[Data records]

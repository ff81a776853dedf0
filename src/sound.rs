// src/sound.rs - Playback voices driven by the control signals
use serde::{Deserialize, Serialize};
use std::f64::consts::TAU;
use std::path::PathBuf;
use tracing::debug;

use crate::config::{InstrumentConfig, VoiceKind};
use crate::error::{PipelineError, Result};

pub fn db_to_gain(volume_db: f64) -> f64 {
    10f64.powf(volume_db / 20.0)
}

/// Capability shared by every instrument sound source.
pub trait Voice: Send {
    fn setup(&mut self) -> Result<()>;
    fn play(&mut self);
    fn stop(&mut self);
    fn is_playing(&self) -> bool;
    /// Pitch in Hz.
    fn update_pitch(&mut self, pitch: f64);
    fn update_volume(&mut self, volume_db: f64);
    fn display_label(&self) -> &str;

    /// Fill `out` with samples. Voices played by an external device render nothing.
    fn render(&mut self, _out: &mut [f32]) -> usize {
        0
    }
}

/// A recorded sample handed to the audio device, re-pitched by playback rate.
pub struct FilePlayback {
    key: String,
    label: String,
    path: PathBuf,
    base_frequency: f64,
    playback_rate: f64,
    gain: f64,
    ready: bool,
    playing: bool,
}

impl FilePlayback {
    pub fn new(key: &str, label: &str, path: PathBuf, base_frequency: f64) -> Self {
        Self {
            key: key.to_string(),
            label: label.to_string(),
            path,
            base_frequency,
            playback_rate: 1.0,
            gain: 0.0,
            ready: false,
            playing: false,
        }
    }

    pub fn path(&self) -> &PathBuf {
        &self.path
    }

    pub fn playback_rate(&self) -> f64 {
        self.playback_rate
    }

    pub fn gain(&self) -> f64 {
        self.gain
    }
}

impl Voice for FilePlayback {
    fn setup(&mut self) -> Result<()> {
        if !self.path.is_file() {
            return Err(PipelineError::MissingSample {
                key: self.key.clone(),
                path: self.path.clone(),
            });
        }
        self.ready = true;
        Ok(())
    }

    fn play(&mut self) {
        if self.ready {
            self.playing = true;
        } else {
            debug!("Voice '{}' played before setup", self.key);
        }
    }

    fn stop(&mut self) {
        self.playing = false;
    }

    fn is_playing(&self) -> bool {
        self.playing
    }

    fn update_pitch(&mut self, pitch: f64) {
        if self.base_frequency > 0.0 {
            self.playback_rate = pitch / self.base_frequency;
        }
    }

    fn update_volume(&mut self, volume_db: f64) {
        self.gain = db_to_gain(volume_db);
    }

    fn display_label(&self) -> &str {
        &self.label
    }
}

#[derive(Debug, Clone, Copy, PartialEq, Eq, Serialize, Deserialize)]
#[serde(rename_all = "snake_case")]
pub enum Waveform {
    Sine,
    Square,
    Saw,
    Triangle,
}

impl Waveform {
    /// Sample at `phase` in [0, 1).
    pub fn sample(&self, phase: f64) -> f64 {
        match self {
            Waveform::Sine => (phase * TAU).sin(),
            Waveform::Square => {
                if phase < 0.5 {
                    1.0
                } else {
                    -1.0
                }
            }
            Waveform::Saw => 2.0 * phase - 1.0,
            Waveform::Triangle => 1.0 - 4.0 * (phase - 0.5).abs(),
        }
    }
}

/// Oscillator voice synthesised on the fly.
pub struct ProceduralVoice {
    label: String,
    waveform: Waveform,
    sample_rate: u32,
    frequency: f64,
    gain: f64,
    phase: f64,
    playing: bool,
}

impl ProceduralVoice {
    pub fn new(label: &str, waveform: Waveform, sample_rate: u32) -> Self {
        Self {
            label: label.to_string(),
            waveform,
            sample_rate,
            frequency: 0.0,
            gain: 0.0,
            phase: 0.0,
            playing: false,
        }
    }

    pub fn frequency(&self) -> f64 {
        self.frequency
    }

    pub fn gain(&self) -> f64 {
        self.gain
    }
}

impl Voice for ProceduralVoice {
    fn setup(&mut self) -> Result<()> {
        if self.sample_rate == 0 {
            return Err(PipelineError::Config(format!("voice '{}' has a zero sample rate", self.label)));
        }
        self.phase = 0.0;
        Ok(())
    }

    fn play(&mut self) {
        self.playing = true;
    }

    fn stop(&mut self) {
        self.playing = false;
    }

    fn is_playing(&self) -> bool {
        self.playing
    }

    fn update_pitch(&mut self, pitch: f64) {
        self.frequency = pitch.max(0.0);
    }

    fn update_volume(&mut self, volume_db: f64) {
        self.gain = db_to_gain(volume_db);
    }

    fn display_label(&self) -> &str {
        &self.label
    }

    fn render(&mut self, out: &mut [f32]) -> usize {
        if !self.playing || self.sample_rate == 0 {
            out.fill(0.0);
            return out.len();
        }
        let step = self.frequency / self.sample_rate as f64;
        for sample in out.iter_mut() {
            *sample = (self.waveform.sample(self.phase) * self.gain) as f32;
            self.phase = (self.phase + step).fract();
        }
        out.len()
    }
}

pub fn build_voice(config: &InstrumentConfig) -> Box<dyn Voice> {
    match &config.kind {
        VoiceKind::File { path, base_frequency } => {
            Box::new(FilePlayback::new(&config.key, &config.label, path.clone(), *base_frequency))
        }
        VoiceKind::Procedural { waveform, sample_rate } => {
            Box::new(ProceduralVoice::new(&config.label, *waveform, *sample_rate))
        }
    }
}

## Problem requirements
State how many lines of the records hold the string "Serialize", and nothing else.

## Exercise response
2